[Corpora-List] Re: Lemmas and Lemmatization [was Re: NIF: NLP Interchange Format]

26 Oct 2023


      I have also been carefully reading the exchanges. Although I was planning
not to add to this exchange, at this point I am tempted to reply.
Ada's early emails were adding something to the discussion and debate, but
at this point they are simply saying 'I am right, you are wrong', without
giving any explanation or evidence.
I was also thinking of the same kind of examples as given by Gilles. Till
Ada provides some very good reasoning and evidence, it is hard for me to
completely agree with her, although as I said earlier, I do agree with her
on many, perhaps most of things.
Ada, I sincerely respect your learning and competence. However, you said
earlier you are proposing an alternative computational phenomenology. That
would be really interesting. Won't it be better to first propose it and
argue in more specific terms and with more convincing arguments and
evidence that it is the right one, or at least 'more right' than the
existing ones (there are more than one). Given that there is already
Information Theory, it has to go beyond byte, which is an accidental unit
of computation, and character, which is also not well-defined, sometimes
even for one specific writing system. To give one such example, perhaps not
the best one, I always thought of Indic script dependent vowel (maatraa) as
a character, but I recently found that languages like Java and Python do
not treat such written symbols as character, so when I try to get the
length of an Indic-script string, the in-built string length functions give
only the number of consonant symbols and independent vowels in the string.
We got wrong results using these functions and I only accidentally
discovered that this is the case. The reason, of course, is that these
functions and programming languages treat such dependent vowels as
diacritics, which is also correct in some ways. I did not realize this
earlier because in India we often use a Latin script-based notation called
WX for Indic scripts in NLP due to the encoding and input method related
problems that I referred to in one of my earlier replies. The WX notation,
however, does not distinguish between dependent and independent vowels and
treats both of them as the same character, which is how most of us, if not
all, think of them in India to the best of my knowledge. On the other hand,
the consonant symbol modifier 'halant' is not used in WX, but is used in
Indic-scripts and its presence might also cause disagreements about what
the string length is. In other words, character as a unit does not work in
your terms. In fact, who knows how many errors for Indic script text have
made their way into computational results due to this simple fact.
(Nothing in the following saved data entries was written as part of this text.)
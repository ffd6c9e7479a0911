//! # Broadcast Client Library
//!
//! Client side of the two channels the simulator exposes telemetry on.
//!
//! ## Broadcasting protocol (`network`, `registry`)
//! [`BroadcastClient`] registers against the simulator's UDP broadcasting
//! interface, runs a receive task that decodes every datagram, and keeps a
//! registry of every car in the session:
//! - Registration handshake with bounded wait and typed failures
//! - Entry list, car details and realtime updates folded into [`CarRegistry`]
//! - Standings ordered by position, ties broken by car index
//! - Watchdog that reports a silent peer without dropping the connection
//! - Typed [`ClientEvent`]s on a broadcast channel for any number of subscribers
//!
//! ## Shared memory (`shared_memory`)
//! [`SharedStateReader`] copies the local player's physics and graphics pages
//! and turns them into [`shared::PlayerSnapshot`]s, reporting `Stale` when the
//! producer has stopped advancing its packet counter.
//!
//! ## Usage
//!
//! ```no_run
//! use client::{BroadcastClient, ConnectionConfig};
//!
//! # async fn run() -> Result<(), client::ClientError> {
//! let mut client = BroadcastClient::new(ConnectionConfig::default());
//! client.connect().await?;
//!
//! for car in client.standings().await {
//!     println!("P{} #{} {}", car.position, car.race_number, car.team_name);
//! }
//!
//! client.disconnect().await;
//! # Ok(())
//! # }
//! ```

pub mod config;
pub mod error;
pub mod network;
pub mod registry;
pub mod shared_memory;

pub use config::ConnectionConfig;
pub use error::{ClientError, ReaderError};
pub use network::{BroadcastClient, ClientEvent, ConnectionState};
pub use registry::{CarEntry, CarRegistry, RegistryHandle};
pub use shared_memory::{MemoryRegion, ReadOutcome, SharedRegion, SharedStateReader};
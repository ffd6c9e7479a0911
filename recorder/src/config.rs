use client::ConnectionConfig;
use serde::{Deserialize, Serialize};
use std::time::Duration;

/// Timing and thresholds for the lifecycle state machine
#[derive(Debug, Clone, PartialEq, Serialize, Deserialize)]
#[serde(default)]
pub struct MonitorConfig {
    pub poll_interval_ms: u64,
    /// Speed that counts as driving, in km/h
    pub speed_threshold_kmh: f32,
    /// How long speed must stay above the threshold before a session starts
    pub sustain_ms: u64,
    /// How long a stalled producer is tolerated before the region counts as gone
    pub stale_grace_ms: u64,
    /// Same, when the last fresh status was a pause; the game stops its
    /// counters while paused, so this is much longer
    pub paused_stale_grace_ms: u64,
    /// Delay between attempts to open a missing region
    pub reconnect_interval_ms: u64,
}

impl Default for MonitorConfig {
    fn default() -> Self {
        Self {
            poll_interval_ms: 100,
            speed_threshold_kmh: 10.0,
            sustain_ms: 3_000,
            stale_grace_ms: 2_000,
            paused_stale_grace_ms: 600_000,
            reconnect_interval_ms: 1_000,
        }
    }
}

impl MonitorConfig {
    pub fn poll_interval(&self) -> Duration {
        Duration::from_millis(self.poll_interval_ms)
    }

    pub fn sustain(&self) -> Duration {
        Duration::from_millis(self.sustain_ms)
    }

    pub fn stale_grace(&self) -> Duration {
        Duration::from_millis(self.stale_grace_ms)
    }

    pub fn paused_stale_grace(&self) -> Duration {
        Duration::from_millis(self.paused_stale_grace_ms)
    }

    pub fn reconnect_interval(&self) -> Duration {
        Duration::from_millis(self.reconnect_interval_ms)
    }
}

/// Settings handed to the screen recorder untouched
#[derive(Debug, Clone, PartialEq, Eq, Serialize, Deserialize)]
#[serde(default)]
pub struct ScreenCaptureConfig {
    pub frame_rate: u32,
    pub encoder_preset: String,
    /// Constant rate factor; lower is better quality
    pub quality_factor: u8,
    pub include_audio: bool,
}

impl Default for ScreenCaptureConfig {
    fn default() -> Self {
        Self {
            frame_rate: 30,
            encoder_preset: "ultrafast".to_string(),
            quality_factor: 23,
            include_audio: true,
        }
    }
}

#[derive(Debug, Clone, Default, PartialEq, Serialize, Deserialize)]
#[serde(default)]
pub struct RecorderConfig {
    pub monitor: MonitorConfig,
    pub screen: ScreenCaptureConfig,
    /// Broadcasting connection used for session context and standings.
    /// `None` runs on shared memory alone.
    pub broadcast: Option<ConnectionConfig>,
}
And
perhaps they still do because it took me a long time to realize this, which
at first led to consternation, because in text processing if you can't rely
on the string length function, what can you rely on?
As for phonemes, major ML researchers like Vincent Ng don't believe it to
be a real unit of language. The argument is that we don't need phonemes for
applications like speech recognition.
If not byte and character, what are we left with in terms of computational
phenomenology? At the very least there has to be such a well-argued and
well-evidenced alternative in order to try to persuade others to agree to
your views. I would be very much interested in thinking about such an
alternative even if at present I don't think you are right about all your
views. After all, to throw away millenia of work on language-science, very
strong reasoning and evidence for an alternative is not an unrealistic
expectation.
On Thu, Oct 26, 2023 at 8:44 PM Gilles Sérasset via Corpora <
corpora@list.elra.info> wrote:
...
Hi Ada,
When my niece was 3 year old, she said to her little brother “Maman, elle
venira plus tard…” (Mum will come back later, in “incorrect” French).
She made a “mistake" here by using “venira” (a wrong future form for verb
venir (to come)) instead of the “correct" “viendra”. It was wrong, but
perfectly predictable using the most productive morphological rules of
French future formation.
She was 3 years old, so I doubt she was really understanding what
morphology is, nevertheless, with this mistake, she clearly showed me that
her way of learning languages did not consisted in reading/listening to
huge amounts of utterances but she was able to learn some word formation
rules from very few examples. And indeed, human is still able to perfectly
learn complex things with very small explanation and/or very few example
(something that is totally beyond ML based language models).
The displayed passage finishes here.